**TRY IT**
Return exactly the lines below, starting with the one that has "90.0]. Non-finite values" and going on through the one that has "filename src/compute/spatial/algorithms.rs".

[Saved entries]
───

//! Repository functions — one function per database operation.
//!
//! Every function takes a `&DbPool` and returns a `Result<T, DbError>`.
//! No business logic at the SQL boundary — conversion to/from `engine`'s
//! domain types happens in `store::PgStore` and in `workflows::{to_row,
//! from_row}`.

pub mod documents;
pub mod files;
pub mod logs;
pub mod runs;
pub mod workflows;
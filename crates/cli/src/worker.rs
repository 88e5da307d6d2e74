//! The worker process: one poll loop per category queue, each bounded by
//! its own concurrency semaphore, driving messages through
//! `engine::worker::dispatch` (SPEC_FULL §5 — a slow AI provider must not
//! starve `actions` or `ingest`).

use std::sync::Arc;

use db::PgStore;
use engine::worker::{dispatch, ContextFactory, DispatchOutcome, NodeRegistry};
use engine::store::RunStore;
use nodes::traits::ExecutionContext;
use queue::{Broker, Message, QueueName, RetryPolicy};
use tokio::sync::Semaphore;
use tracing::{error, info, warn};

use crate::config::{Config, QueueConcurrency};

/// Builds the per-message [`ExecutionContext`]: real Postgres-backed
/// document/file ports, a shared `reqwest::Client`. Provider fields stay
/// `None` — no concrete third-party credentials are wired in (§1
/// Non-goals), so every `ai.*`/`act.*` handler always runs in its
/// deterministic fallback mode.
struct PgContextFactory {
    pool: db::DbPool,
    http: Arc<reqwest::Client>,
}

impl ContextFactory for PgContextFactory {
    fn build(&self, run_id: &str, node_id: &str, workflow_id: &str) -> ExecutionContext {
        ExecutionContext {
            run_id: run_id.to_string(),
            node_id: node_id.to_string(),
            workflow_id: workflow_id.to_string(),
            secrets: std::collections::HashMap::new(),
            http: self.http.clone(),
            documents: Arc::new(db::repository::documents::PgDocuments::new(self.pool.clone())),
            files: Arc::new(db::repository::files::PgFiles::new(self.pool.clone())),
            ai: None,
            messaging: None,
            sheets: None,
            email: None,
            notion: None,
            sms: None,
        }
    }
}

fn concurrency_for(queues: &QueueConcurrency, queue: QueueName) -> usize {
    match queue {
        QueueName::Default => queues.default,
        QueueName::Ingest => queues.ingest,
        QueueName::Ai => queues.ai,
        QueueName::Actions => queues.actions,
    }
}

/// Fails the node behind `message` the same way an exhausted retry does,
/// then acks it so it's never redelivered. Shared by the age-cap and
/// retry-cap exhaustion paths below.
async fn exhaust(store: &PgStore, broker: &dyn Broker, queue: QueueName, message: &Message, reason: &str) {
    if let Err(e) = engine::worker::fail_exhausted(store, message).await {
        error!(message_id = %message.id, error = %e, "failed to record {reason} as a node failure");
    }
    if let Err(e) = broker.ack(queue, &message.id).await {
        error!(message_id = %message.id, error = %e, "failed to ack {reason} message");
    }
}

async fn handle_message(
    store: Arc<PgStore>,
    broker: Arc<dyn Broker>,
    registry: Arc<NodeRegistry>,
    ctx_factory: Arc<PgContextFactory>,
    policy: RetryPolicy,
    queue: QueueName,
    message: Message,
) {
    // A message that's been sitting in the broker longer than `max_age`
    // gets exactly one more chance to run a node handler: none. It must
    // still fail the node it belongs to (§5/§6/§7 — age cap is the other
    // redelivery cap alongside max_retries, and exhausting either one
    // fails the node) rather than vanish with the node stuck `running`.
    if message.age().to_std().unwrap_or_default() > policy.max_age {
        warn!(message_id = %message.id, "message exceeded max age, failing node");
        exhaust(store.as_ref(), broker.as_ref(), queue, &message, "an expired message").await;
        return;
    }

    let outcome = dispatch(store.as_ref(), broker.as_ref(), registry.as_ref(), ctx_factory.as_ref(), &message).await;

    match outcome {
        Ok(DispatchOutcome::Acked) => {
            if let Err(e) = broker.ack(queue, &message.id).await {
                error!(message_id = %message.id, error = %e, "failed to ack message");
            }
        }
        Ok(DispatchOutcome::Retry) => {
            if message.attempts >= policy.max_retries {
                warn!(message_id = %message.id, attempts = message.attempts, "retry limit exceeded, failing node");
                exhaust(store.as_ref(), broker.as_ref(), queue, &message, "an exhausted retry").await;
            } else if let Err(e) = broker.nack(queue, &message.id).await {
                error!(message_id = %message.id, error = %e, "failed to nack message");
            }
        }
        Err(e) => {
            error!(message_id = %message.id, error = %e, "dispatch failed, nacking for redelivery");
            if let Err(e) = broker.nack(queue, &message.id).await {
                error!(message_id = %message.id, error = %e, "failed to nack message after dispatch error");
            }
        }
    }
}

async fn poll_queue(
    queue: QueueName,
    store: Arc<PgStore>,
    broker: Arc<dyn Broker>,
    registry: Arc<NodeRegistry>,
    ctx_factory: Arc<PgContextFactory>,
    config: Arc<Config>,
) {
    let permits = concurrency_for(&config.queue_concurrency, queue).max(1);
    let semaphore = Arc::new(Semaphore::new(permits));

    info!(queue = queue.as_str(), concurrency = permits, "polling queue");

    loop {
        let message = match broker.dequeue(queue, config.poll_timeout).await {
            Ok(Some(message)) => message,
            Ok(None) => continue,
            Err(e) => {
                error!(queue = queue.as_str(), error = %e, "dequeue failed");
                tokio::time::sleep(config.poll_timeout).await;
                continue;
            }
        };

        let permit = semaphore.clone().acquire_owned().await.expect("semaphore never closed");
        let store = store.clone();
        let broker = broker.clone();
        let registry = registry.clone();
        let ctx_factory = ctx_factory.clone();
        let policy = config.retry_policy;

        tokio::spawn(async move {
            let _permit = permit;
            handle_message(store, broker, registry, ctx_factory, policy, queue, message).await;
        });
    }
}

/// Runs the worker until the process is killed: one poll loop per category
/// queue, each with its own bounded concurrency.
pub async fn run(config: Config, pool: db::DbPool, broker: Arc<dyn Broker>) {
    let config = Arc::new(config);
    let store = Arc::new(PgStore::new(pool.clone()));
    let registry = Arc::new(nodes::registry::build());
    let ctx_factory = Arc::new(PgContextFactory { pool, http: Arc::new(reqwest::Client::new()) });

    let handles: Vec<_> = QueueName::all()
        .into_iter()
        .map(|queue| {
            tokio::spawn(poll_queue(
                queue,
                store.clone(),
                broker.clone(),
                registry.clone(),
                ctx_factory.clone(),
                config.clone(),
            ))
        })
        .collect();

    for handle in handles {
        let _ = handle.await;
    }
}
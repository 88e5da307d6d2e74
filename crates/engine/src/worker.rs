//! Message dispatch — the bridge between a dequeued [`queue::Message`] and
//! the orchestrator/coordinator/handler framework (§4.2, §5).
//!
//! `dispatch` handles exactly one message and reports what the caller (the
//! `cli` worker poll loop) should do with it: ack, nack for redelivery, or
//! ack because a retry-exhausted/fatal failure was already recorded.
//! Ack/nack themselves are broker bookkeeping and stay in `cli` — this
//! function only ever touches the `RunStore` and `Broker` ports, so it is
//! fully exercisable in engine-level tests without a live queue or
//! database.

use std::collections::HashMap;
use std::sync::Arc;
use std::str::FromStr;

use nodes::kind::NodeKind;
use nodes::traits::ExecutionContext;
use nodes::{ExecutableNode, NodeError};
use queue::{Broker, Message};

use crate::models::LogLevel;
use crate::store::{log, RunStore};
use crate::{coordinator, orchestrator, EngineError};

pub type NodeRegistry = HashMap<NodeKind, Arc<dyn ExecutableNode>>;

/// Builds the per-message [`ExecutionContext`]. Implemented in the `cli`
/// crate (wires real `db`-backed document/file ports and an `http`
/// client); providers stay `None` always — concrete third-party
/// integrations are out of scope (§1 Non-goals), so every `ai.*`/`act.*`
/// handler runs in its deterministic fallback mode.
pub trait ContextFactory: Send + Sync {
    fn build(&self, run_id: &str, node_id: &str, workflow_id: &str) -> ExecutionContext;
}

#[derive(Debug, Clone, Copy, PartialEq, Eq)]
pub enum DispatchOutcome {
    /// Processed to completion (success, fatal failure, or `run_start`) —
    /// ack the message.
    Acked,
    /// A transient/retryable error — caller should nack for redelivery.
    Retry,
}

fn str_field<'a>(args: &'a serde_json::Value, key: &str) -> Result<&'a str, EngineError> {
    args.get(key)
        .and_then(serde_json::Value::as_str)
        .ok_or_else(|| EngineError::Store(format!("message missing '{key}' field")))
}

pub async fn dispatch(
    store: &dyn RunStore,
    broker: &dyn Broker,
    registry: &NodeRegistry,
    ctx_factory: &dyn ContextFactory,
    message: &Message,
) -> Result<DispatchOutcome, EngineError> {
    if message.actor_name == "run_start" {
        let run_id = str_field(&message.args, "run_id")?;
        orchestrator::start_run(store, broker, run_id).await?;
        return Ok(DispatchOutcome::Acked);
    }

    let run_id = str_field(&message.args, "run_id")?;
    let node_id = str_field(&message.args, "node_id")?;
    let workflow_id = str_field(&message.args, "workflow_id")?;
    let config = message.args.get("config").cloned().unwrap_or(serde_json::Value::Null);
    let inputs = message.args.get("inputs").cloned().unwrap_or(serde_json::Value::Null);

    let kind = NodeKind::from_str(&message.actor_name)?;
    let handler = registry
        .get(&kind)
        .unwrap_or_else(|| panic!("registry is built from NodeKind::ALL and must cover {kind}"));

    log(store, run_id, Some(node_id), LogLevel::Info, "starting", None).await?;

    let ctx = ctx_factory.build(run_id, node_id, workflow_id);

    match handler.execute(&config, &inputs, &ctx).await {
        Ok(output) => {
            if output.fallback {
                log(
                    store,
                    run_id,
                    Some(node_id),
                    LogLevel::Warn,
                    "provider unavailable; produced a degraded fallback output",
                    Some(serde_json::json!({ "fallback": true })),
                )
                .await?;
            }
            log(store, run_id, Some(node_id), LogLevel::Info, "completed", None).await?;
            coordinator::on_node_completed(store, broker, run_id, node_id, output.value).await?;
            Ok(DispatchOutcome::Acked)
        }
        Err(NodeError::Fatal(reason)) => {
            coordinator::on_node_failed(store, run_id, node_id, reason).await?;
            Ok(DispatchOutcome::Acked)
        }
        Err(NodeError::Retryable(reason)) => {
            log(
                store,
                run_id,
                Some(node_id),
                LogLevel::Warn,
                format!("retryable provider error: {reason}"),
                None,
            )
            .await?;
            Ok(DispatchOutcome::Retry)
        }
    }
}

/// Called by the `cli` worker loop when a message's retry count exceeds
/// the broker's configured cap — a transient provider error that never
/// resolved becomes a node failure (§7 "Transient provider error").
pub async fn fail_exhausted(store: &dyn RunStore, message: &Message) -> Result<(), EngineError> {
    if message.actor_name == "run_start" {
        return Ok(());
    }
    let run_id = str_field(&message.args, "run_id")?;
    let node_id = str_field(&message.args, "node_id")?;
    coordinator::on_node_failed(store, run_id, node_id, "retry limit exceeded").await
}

───

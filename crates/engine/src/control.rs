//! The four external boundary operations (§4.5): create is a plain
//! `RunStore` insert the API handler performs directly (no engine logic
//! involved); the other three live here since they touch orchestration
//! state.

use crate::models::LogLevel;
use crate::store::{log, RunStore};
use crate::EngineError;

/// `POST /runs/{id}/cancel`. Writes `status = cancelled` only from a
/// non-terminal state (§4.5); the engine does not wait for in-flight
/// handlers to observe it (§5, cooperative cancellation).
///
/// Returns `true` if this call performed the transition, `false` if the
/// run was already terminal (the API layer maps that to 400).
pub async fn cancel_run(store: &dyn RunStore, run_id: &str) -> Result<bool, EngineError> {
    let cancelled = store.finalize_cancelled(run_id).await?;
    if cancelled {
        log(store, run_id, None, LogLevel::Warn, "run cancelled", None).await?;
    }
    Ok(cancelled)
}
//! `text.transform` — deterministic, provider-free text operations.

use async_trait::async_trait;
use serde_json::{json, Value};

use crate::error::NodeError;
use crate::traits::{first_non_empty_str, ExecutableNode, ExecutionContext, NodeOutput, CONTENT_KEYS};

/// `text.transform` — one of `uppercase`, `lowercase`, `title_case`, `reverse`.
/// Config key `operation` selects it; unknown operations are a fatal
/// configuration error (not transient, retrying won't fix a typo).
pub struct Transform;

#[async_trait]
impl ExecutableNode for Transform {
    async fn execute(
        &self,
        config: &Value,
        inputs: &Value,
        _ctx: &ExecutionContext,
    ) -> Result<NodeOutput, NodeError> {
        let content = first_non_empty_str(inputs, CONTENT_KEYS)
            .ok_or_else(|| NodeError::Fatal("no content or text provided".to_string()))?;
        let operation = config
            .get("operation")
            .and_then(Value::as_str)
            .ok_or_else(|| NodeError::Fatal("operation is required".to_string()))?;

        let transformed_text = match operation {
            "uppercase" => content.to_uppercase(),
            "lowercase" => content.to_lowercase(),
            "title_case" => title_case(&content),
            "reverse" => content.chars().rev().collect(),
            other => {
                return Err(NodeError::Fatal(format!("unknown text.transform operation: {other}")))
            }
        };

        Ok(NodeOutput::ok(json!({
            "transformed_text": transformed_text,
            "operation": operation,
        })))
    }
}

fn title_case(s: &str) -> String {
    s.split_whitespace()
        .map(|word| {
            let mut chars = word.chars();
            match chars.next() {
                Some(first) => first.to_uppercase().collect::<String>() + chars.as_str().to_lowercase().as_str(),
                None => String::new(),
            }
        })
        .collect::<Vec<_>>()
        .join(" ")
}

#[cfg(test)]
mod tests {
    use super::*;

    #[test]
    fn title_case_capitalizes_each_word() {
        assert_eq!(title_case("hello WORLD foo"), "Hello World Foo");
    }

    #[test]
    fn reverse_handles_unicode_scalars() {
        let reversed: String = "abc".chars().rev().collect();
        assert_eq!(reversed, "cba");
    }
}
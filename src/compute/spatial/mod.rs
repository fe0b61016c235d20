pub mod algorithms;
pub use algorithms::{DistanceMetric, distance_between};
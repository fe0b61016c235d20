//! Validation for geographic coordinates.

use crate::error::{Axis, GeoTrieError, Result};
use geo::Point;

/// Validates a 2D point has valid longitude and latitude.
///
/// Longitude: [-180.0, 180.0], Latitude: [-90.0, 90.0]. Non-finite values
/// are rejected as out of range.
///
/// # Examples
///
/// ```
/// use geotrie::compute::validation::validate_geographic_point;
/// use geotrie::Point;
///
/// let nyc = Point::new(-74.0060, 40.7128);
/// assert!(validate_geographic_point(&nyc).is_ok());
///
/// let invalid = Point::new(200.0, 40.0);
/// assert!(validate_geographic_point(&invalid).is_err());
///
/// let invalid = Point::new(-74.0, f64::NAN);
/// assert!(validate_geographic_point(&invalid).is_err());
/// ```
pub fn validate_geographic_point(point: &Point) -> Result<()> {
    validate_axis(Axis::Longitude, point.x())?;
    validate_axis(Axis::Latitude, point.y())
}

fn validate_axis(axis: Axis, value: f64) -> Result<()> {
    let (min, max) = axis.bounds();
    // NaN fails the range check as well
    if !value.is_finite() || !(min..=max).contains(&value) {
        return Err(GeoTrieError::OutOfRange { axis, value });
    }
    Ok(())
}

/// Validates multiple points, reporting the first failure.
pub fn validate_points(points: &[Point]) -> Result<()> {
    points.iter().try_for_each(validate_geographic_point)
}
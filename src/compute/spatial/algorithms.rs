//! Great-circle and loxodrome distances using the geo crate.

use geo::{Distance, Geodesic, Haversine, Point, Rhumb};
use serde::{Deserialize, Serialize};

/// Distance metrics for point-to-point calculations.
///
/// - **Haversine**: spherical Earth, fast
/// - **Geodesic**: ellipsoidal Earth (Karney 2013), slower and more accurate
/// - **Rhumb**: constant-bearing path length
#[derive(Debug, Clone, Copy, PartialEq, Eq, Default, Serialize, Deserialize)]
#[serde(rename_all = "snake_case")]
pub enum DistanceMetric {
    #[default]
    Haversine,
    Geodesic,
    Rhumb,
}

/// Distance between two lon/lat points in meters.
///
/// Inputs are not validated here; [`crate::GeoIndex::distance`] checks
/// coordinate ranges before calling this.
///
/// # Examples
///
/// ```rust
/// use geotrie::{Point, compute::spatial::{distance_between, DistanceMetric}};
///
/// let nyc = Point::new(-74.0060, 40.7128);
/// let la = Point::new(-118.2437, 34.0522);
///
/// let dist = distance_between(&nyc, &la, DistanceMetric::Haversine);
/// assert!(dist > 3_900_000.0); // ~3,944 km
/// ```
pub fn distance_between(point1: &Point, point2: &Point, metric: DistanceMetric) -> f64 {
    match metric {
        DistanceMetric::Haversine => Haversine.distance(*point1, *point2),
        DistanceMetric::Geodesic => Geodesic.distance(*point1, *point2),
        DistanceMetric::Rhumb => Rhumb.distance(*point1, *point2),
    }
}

───

**ANSWER TO THE PROBLEM**
/// Longitude: [-180.0, 180.0], Latitude: [-90.0, 90.0]. Non-finite values
/// are rejected as out of range.
///
/// # Examples
///
/// ```
/// use geotrie::compute::validation::validate_geographic_point;
/// use geotrie::Point;
///
/// let nyc = Point::new(-74.0060, 40.7128);
/// assert!(validate_geographic_point(&nyc).is_ok());
///
/// let invalid = Point::new(200.0, 40.0);
/// assert!(validate_geographic_point(&invalid).is_err());
///
/// let invalid = Point::new(-74.0, f64::NAN);
/// assert!(validate_geographic_point(&invalid).is_err());
/// ```
pub fn validate_geographic_point(point: &Point) -> Result<()> {
    validate_axis(Axis::Longitude, point.x())?;
    validate_axis(Axis::Latitude, point.y())
}

fn validate_axis(axis: Axis, value: f64) -> Result<()> {
    let (min, max) = axis.bounds();
    // NaN fails the range check as well
    if !value.is_finite() || !(min..=max).contains(&value) {
        return Err(GeoTrieError::OutOfRange { axis, value });
    }
    Ok(())
}

/// Validates multiple points, reporting the first failure.
pub fn validate_points(points: &[Point]) -> Result<()> {
    points.iter().try_for_each(validate_geographic_point)
}
filename src/compute/spatial/algorithms.rs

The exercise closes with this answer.